Multiple sclerosis (MS) is an inflammatory condition of the central nervous system, with genetic and environmental factors having a role in its etiology. The condition is characterized by demyelination, acute inflammation, and chronic and acute lesions in the central nervous system. Human and experimental studies have shown that T-helper cells, and pro-inflammatory cytokines have a major role in the pathogenesis of MS. Recent researches have shown that IL-17 secreting T (Th17) cells have a role in inflammation and demyelination of the central nervous system. In the present study, the role of Interleukin-17A (IL-17A) and Interleukin-17F (IL-17F) in the immunopathogenesis and follow-up of the MS disease was evaluated.

MATERIALS AND METHODS

Thirty-five relapsing remitting (RR) form of MS patients were included in the present study. Blood samples were taken from 35 MS patients and 35 healthy individuals as controls. Enzyme-Linked Immunosorbent Assay (ELISA) was used to determine IL-17A and IL-17F serum levels.

RESULTS

A statistically significant increase was noted in the serum levels of IL-17A and IL-17F in MS patients compared to the controls (P<0.001). There was a significant positive correlation of IL-17F serum levels with the number of relapses (rs=0.717, P<0.001).

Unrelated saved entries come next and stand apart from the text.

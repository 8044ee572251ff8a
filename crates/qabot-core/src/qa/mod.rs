//! Question/answer interaction: the answer store port and the service that
//! ties generation and persistence together.

pub mod service;
pub mod store;
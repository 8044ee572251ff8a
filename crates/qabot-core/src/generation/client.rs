//! GenerationClient trait definition.
//!
//! The producer half of answer assembly: a client turns one request into a
//! finite stream of parsed fragments. The stream is boxed (not RPITIT) so
//! that it can be held and passed around without naming the concrete type.

use std::pin::Pin;

use futures_util::Stream;

use qabot_types::generation::{Fragment, GenerationError, GenerationRequest};

/// Stream of parsed fragments for a single generation request.
pub type FragmentStream =
    Pin<Box<dyn Stream<Item = Result<Fragment, GenerationError>> + Send + 'static>>;

/// Trait for remote text-generation backends.
///
/// Implementations live in qabot-infra (e.g., `OllamaGenerationClient`).
pub trait GenerationClient: Send + Sync {
    /// Human-readable backend name (e.g., "ollama").
    fn name(&self) -> &str;

    /// Issue one generation request and stream back its fragments.
    ///
    /// The request is sent when the stream is first polled. Transport and
    /// status failures surface as the first item; a parse or body failure
    /// ends the stream after the fragments that preceded it.
    fn generate(&self, request: GenerationRequest) -> FragmentStream;
}
//! Business logic and port trait definitions for qabot.
//!
//! This crate defines the "ports" (generation client and answer store
//! traits) that the infrastructure layer implements, plus the logic that
//! sits between them: folding a fragment stream into an answer and the
//! question/answer interaction itself. It depends only on `qabot-types` --
//! never on `qabot-infra` or any network/database crate.

pub mod generation;
pub mod qa;
//! One-shot question from the terminal.

use anyhow::Result;
use console::style;

use crate::state::AppState;

/// Run one interaction and print the answer.
///
/// A failed generation is still an answer: it is printed (in red) and, when
/// `persist_failures` is on, stored. Only a store failure makes this an error.
pub async fn ask(state: &AppState, question: &str, json: bool) -> Result<()> {
    let answer = state.qa_service.ask(question).await?;

    if json {
        let out = serde_json::json!({
            "question": question,
            "answer": answer.text,
            "outcome": answer.outcome,
            "persisted": answer.persisted,
        });
        println!("{}", serde_json::to_string_pretty(&out)?);
        return Ok(());
    }

    if answer.is_failure() {
        println!("{}", style(&answer.text).red());
    } else {
        println!("{}", answer.text);
    }

    if !answer.persisted {
        eprintln!("  {}", style("(not saved)").dim());
    }

    Ok(())
}
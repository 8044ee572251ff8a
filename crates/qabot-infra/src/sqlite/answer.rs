//! SQLite answer store implementation.
//!
//! Implements `AnswerStore` from `qabot-core`. Every append is a plain
//! INSERT: no upsert, no uniqueness constraint, no transaction.

use chrono::Utc;

use qabot_core::qa::store::AnswerStore;
use qabot_types::error::RepositoryError;
use qabot_types::qa::QaRecord;

use super::pool::DatabasePool;

/// SQLite-backed implementation of `AnswerStore`.
#[derive(Clone)]
pub struct SqliteAnswerStore {
    pool: DatabasePool,
}

impl SqliteAnswerStore {
    /// Create a new answer store backed by the given database pool.
    pub fn new(pool: DatabasePool) -> Self {
        Self { pool }
    }

    pub fn pool(&self) -> &DatabasePool {
        &self.pool
    }
}

fn map_sqlx_error(e: sqlx::Error) -> RepositoryError {
    match e {
        sqlx::Error::PoolClosed | sqlx::Error::PoolTimedOut => RepositoryError::Connection,
        other => RepositoryError::Query(other.to_string()),
    }
}

impl AnswerStore for SqliteAnswerStore {
    async fn append(&self, record: &QaRecord) -> Result<(), RepositoryError> {
        sqlx::query("INSERT INTO qa_records (question, answer, created_at) VALUES (?, ?, ?)")
            .bind(&record.question)
            .bind(&record.answer)
            .bind(Utc::now().to_rfc3339())
            .execute(&self.pool.writer)
            .await
            .map_err(map_sqlx_error)?;

        Ok(())
    }
}
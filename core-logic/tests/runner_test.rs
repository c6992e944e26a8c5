use core_logic::{ConfigError, CoreError, WorkerRunner, WorkflowStats};
use std::sync::atomic::{AtomicUsize, Ordering};
use std::sync::{Arc, Mutex};
use std::time::Duration;
use tokio::sync::mpsc;
use tokio_util::sync::CancellationToken;

fn ok_stats() -> WorkflowStats {
    WorkflowStats {
        success: 2,
        failed: 1,
    }
}

#[tokio::test]
async fn test_concurrency_never_exceeds_cap() {
    for (max_workers, queue_len) in [(1, 5), (3, 10), (4, 2), (8, 8)] {
        let active = Arc::new(AtomicUsize::new(0));
        let peak = Arc::new(AtomicUsize::new(0));

        let report = WorkerRunner::run_pool(
            (0..queue_len).collect::<Vec<usize>>(),
            max_workers,
            CancellationToken::new(),
            |_, _| {
                let active = active.clone();
                let peak = peak.clone();
                async move {
                    let now = active.fetch_add(1, Ordering::SeqCst) + 1;
                    peak.fetch_max(now, Ordering::SeqCst);
                    tokio::time::sleep(Duration::from_millis(5)).await;
                    active.fetch_sub(1, Ordering::SeqCst);
                    Ok(WorkflowStats::default())
                }
            },
        )
        .await
        .unwrap();

        assert_eq!(report.started, queue_len);
        assert_eq!(report.completed, queue_len);
        assert!(peak.load(Ordering::SeqCst) <= max_workers.min(queue_len));
        assert_eq!(active.load(Ordering::SeqCst), 0);
    }
}

#[tokio::test]
async fn test_fills_all_slots() {
    let active = Arc::new(AtomicUsize::new(0));
    let peak = Arc::new(AtomicUsize::new(0));

    WorkerRunner::run_pool(
        vec![(); 6],
        3,
        CancellationToken::new(),
        |_, _| {
            let active = active.clone();
            let peak = peak.clone();
            async move {
                let now = active.fetch_add(1, Ordering::SeqCst) + 1;
                peak.fetch_max(now, Ordering::SeqCst);
                tokio::time::sleep(Duration::from_millis(20)).await;
                active.fetch_sub(1, Ordering::SeqCst);
                Ok(WorkflowStats::default())
            }
        },
    )
    .await
    .unwrap();

    assert_eq!(peak.load(Ordering::SeqCst), 3);
}

#[tokio::test]
async fn test_every_job_dispatched_once_in_fifo_order() {
    let launched = Arc::new(Mutex::new(Vec::new()));
    let seen = Arc::new(Mutex::new(Vec::new()));

    let jobs: Vec<String> = (0..7).map(|i| format!("wallet-{i}")).collect();
    let report = WorkerRunner::run_pool(jobs, 2, CancellationToken::new(), |worker_id, job| {
        launched.lock().unwrap().push(worker_id);
        let seen = seen.clone();
        async move {
            seen.lock().unwrap().push(job);
            Ok(WorkflowStats::default())
        }
    })
    .await
    .unwrap();

    assert_eq!(*launched.lock().unwrap(), vec![1, 2, 3, 4, 5, 6, 7]);

    let mut seen = seen.lock().unwrap().clone();
    seen.sort();
    seen.dedup();
    assert_eq!(seen.len(), 7);
    assert_eq!(report.finished(), 7);
}

#[tokio::test]
async fn test_errors_and_panics_free_their_slot() {
    let report = WorkerRunner::run_pool(
        (0..6).collect::<Vec<u32>>(),
        1,
        CancellationToken::new(),
        |_, job| async move {
            match job % 3 {
                0 => Ok(ok_stats()),
                1 => Err(anyhow::anyhow!("rpc unreachable")),
                _ => panic!("workflow {} blew up", job),
            }
        },
    )
    .await
    .unwrap();

    assert_eq!(report.started, 6);
    assert_eq!(report.completed, 2);
    assert_eq!(report.failed, 2);
    assert_eq!(report.panicked, 2);
    assert_eq!(report.totals, WorkflowStats { success: 4, failed: 2 });
}

#[tokio::test]
async fn test_empty_queue_is_rejected() {
    let calls = AtomicUsize::new(0);
    let result = WorkerRunner::run_pool(
        Vec::<u8>::new(),
        4,
        CancellationToken::new(),
        |_, _| {
            calls.fetch_add(1, Ordering::SeqCst);
            async { Ok(WorkflowStats::default()) }
        },
    )
    .await;

    assert!(matches!(
        result,
        Err(CoreError::Config(ConfigError::EmptyQueue { .. }))
    ));
    assert_eq!(calls.load(Ordering::SeqCst), 0);
}

#[tokio::test]
async fn test_zero_workers_is_rejected() {
    let result = WorkerRunner::run_pool(vec![1], 0, CancellationToken::new(), |_, _| async {
        Ok(WorkflowStats::default())
    })
    .await;

    assert!(matches!(
        result,
        Err(CoreError::Config(ConfigError::InvalidValue { .. }))
    ));
}

#[tokio::test]
async fn test_stuck_workflow_does_not_block_others() {
    let (tx, mut rx) = mpsc::unbounded_channel();

    // Worker 1 never finishes; the other slot must keep cycling through the queue.
    let pool = tokio::spawn(WorkerRunner::run_pool(
        (0..5).collect::<Vec<usize>>(),
        2,
        CancellationToken::new(),
        move |worker_id, job| {
            let tx = tx.clone();
            async move {
                if job == 0 {
                    std::future::pending::<()>().await;
                }
                tx.send(worker_id).ok();
                Ok(WorkflowStats::default())
            }
        },
    ));

    let mut finished = Vec::new();
    for _ in 0..4 {
        let id = tokio::time::timeout(Duration::from_secs(5), rx.recv())
            .await
            .expect("queue stalled behind a stuck workflow")
            .unwrap();
        finished.push(id);
    }
    finished.sort();
    assert_eq!(finished, vec![2, 3, 4, 5]);
    assert!(!pool.is_finished());
    pool.abort();
}

#[tokio::test]
async fn test_shutdown_stops_dispatch() {
    let token = CancellationToken::new();
    let started = Arc::new(AtomicUsize::new(0));

    let report = WorkerRunner::run_pool((0..10).collect::<Vec<u8>>(), 2, token.clone(), |_, _| {
        let token = token.clone();
        let started = started.clone();
        async move {
            started.fetch_add(1, Ordering::SeqCst);
            token.cancel();
            Ok(WorkflowStats::default())
        }
    })
    .await
    .unwrap();

    // The first two slots were filled before the token fired.
    assert_eq!(report.started, 2);
    assert_eq!(report.completed, 2);
    assert_eq!(report.skipped, 8);
    assert_eq!(started.load(Ordering::SeqCst), 2);
}
use anyhow::Result;
use async_trait::async_trait;
use std::ops::AddAssign;

/// Step counters reported by one workflow.
#[derive(Debug, Default, Clone, Copy, PartialEq, Eq)]
pub struct WorkflowStats {
    pub success: u64,
    pub failed: u64,
}

impl WorkflowStats {
    pub fn record(&mut self, ok: bool) {
        if ok {
            self.success += 1;
        } else {
            self.failed += 1;
        }
    }

    pub fn total(&self) -> u64 {
        self.success + self.failed
    }
}

impl AddAssign for WorkflowStats {
    fn add_assign(&mut self, rhs: Self) {
        self.success += rhs.success;
        self.failed += rhs.failed;
    }
}

#[derive(Debug, Clone)]
pub struct TaskResult {
    pub success: bool,
    pub message: String,
    pub tx_hash: Option<String>,
}

#[async_trait]
pub trait Task<Ctx>: Send + Sync {
    /// Returns the name of the task
    fn name(&self) -> &str;

    /// Executes the task
    async fn run(&self, ctx: Ctx) -> Result<TaskResult>;
}
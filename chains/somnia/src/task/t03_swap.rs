use crate::task::{Task, TaskContext, TaskResult};
use crate::tokens::SwapDirection;
use anyhow::Result;
use async_trait::async_trait;

#[derive(Debug, Clone)]
pub struct SwapTask {
    direction: SwapDirection,
    amount: u64,
    index: u32,
    total: u32,
}

impl SwapTask {
    /// `index` is 1-based within a round of `total` swaps.
    pub fn new(direction: SwapDirection, amount: u64, index: u32, total: u32) -> Self {
        Self {
            direction,
            amount,
            index,
            total,
        }
    }
}

#[async_trait]
impl Task<TaskContext> for SwapTask {
    fn name(&self) -> &str {
        "04_swap"
    }

    async fn run(&self, ctx: TaskContext) -> Result<TaskResult> {
        let tx_hash = ctx.chain.swap(self.direction, self.amount).await?;
        Ok(ctx.confirmed(
            format!(
                "Swap {}/{} [{}] amount {}",
                self.index, self.total, self.direction, self.amount
            ),
            tx_hash,
        ))
    }
}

However, there was no significant relationship between the serum levels of these cytokines and Expanded Standard Disability Stated Scale (EDSS) and disease Progression Index (PI).

CONCLUSION

The data of the present study revealed a significant increase in the serum levels of IL-17A and IL-17F in MS patients compared with healthy controls and a significant positive correlation of IL-17F serum levels with the number of relapses. It appears that increased serum levels of IL-17 and especially IL-17F may lead to a raised risk of MS.